- Born: July 12, 1946 Denver, Colorado, U.S.
- Died: February 17, 2007 (aged 60) Denver, Colorado, U.S.
- Cause of death: Ballistic trauma
- Body discovered: February 17, 2007
- Occupation: Marijuana rights activist

= Ken Gorman =

American marijuana rights activist (1946–2007)

Ken Gorman (July 12, 1946 – February 17, 2007) was a marijuana rights activist who was shot and killed in his home on February 17, 2007, in Colorado. He ran for Colorado state governor as a write-in candidate and supported pro-legalization candidates, particularly Libertarian candidate Ralph Shnelvar in the 1990s.

== Biography ==
Gorman graduated from Denver's Lincoln High School in 1964. As his father had before him, Gorman joined the US Air Force, working as an air traffic controller. He worked in Vietnam, Papua New Guinea, and the Philippines. He was stationed near Miyakojima in Japan at a long-range radar facility during the Vietnam War. His first wife introduced him to marijuana in Loveland, Colorado, in 1969. Gorman was often quoted as saying "It has been a friend of mine ever since." He went on to a career with the FAA as an air traffic controller. On August 5, 1981, while stationed in Hawaii, he was fired by Ronald Reagan along with 11,358 other PATCO (Professional Air Traffic Controllers Organization) members who were on strike.

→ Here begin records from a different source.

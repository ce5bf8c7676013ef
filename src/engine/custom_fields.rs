//! # Custom Field Mapping
//!
//! Builds the `fields` payload of a subscribe call by walking the custom fields
//! ConvertKit currently defines and picking the ones the feed maps to a form field.
//! Remote fields without a mapping are skipped; mapped keys ConvertKit no longer
//! knows about are dropped with them.

use crate::engine::api::{CustomFieldsPayload, RemoteCustomField, SubscriberApi};
use crate::engine::error::MapperError;
use crate::engine::form::{Entry, FormSchema};
use crate::engine::resolver;
use log::debug;
use std::collections::BTreeMap;

/// Fetch the remote custom fields and build the payload for this entry.
///
/// An empty mapping needs no remote metadata and returns an empty payload directly.
pub async fn build(
    api: &dyn SubscriberApi,
    mapping: &BTreeMap<String, String>,
    schema: &FormSchema,
    entry: &Entry,
) -> Result<CustomFieldsPayload, MapperError> {
    if mapping.is_empty() {
        return Ok(CustomFieldsPayload::new());
    }

    let remote = api.list_custom_fields().await.map_err(MapperError)?;
    Ok(map_custom_fields(&remote, mapping, schema, entry))
}

/// Cross-reference remote custom fields against the feed mapping
pub fn map_custom_fields(
    remote: &[RemoteCustomField],
    mapping: &BTreeMap<String, String>,
    schema: &FormSchema,
    entry: &Entry,
) -> CustomFieldsPayload {
    let mut payload = CustomFieldsPayload::new();

    for custom_field in remote {
        let Some(field_id) = mapping.get(&custom_field.key) else {
            continue;
        };

        let value = resolver::resolve(schema, entry, field_id).unwrap_or_default();
        debug!(
            "Custom field {} mapped from form field {}",
            custom_field.key, field_id
        );
        payload.insert(custom_field.key.clone(), value);
    }

    payload
}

After that, he worked in Papua New Guinea, recruiting students for "western-style" schooling. Around 1984, he became very friendly with the natives and gave them a public voice with radio broadcasts and newspaper articles about natives rights. Although he was arrested and charged with many crimes, he was only ever convicted on possession of pornography (a Playboy magazine). He was given a plane ticket to Manila, some spending money, and was escorted to the airport. Gorman's good friend, Pious Wingti, took power in 1985. Wingti's election victory was significantly due to the public outrage over Gorman's deportation. Later, he assisted the Philippine rebels in their quest to overthrow Ferdinand Marcos. He was forcibly deported in 1985. The Filipino people succeeded in deposing Marcos the following year.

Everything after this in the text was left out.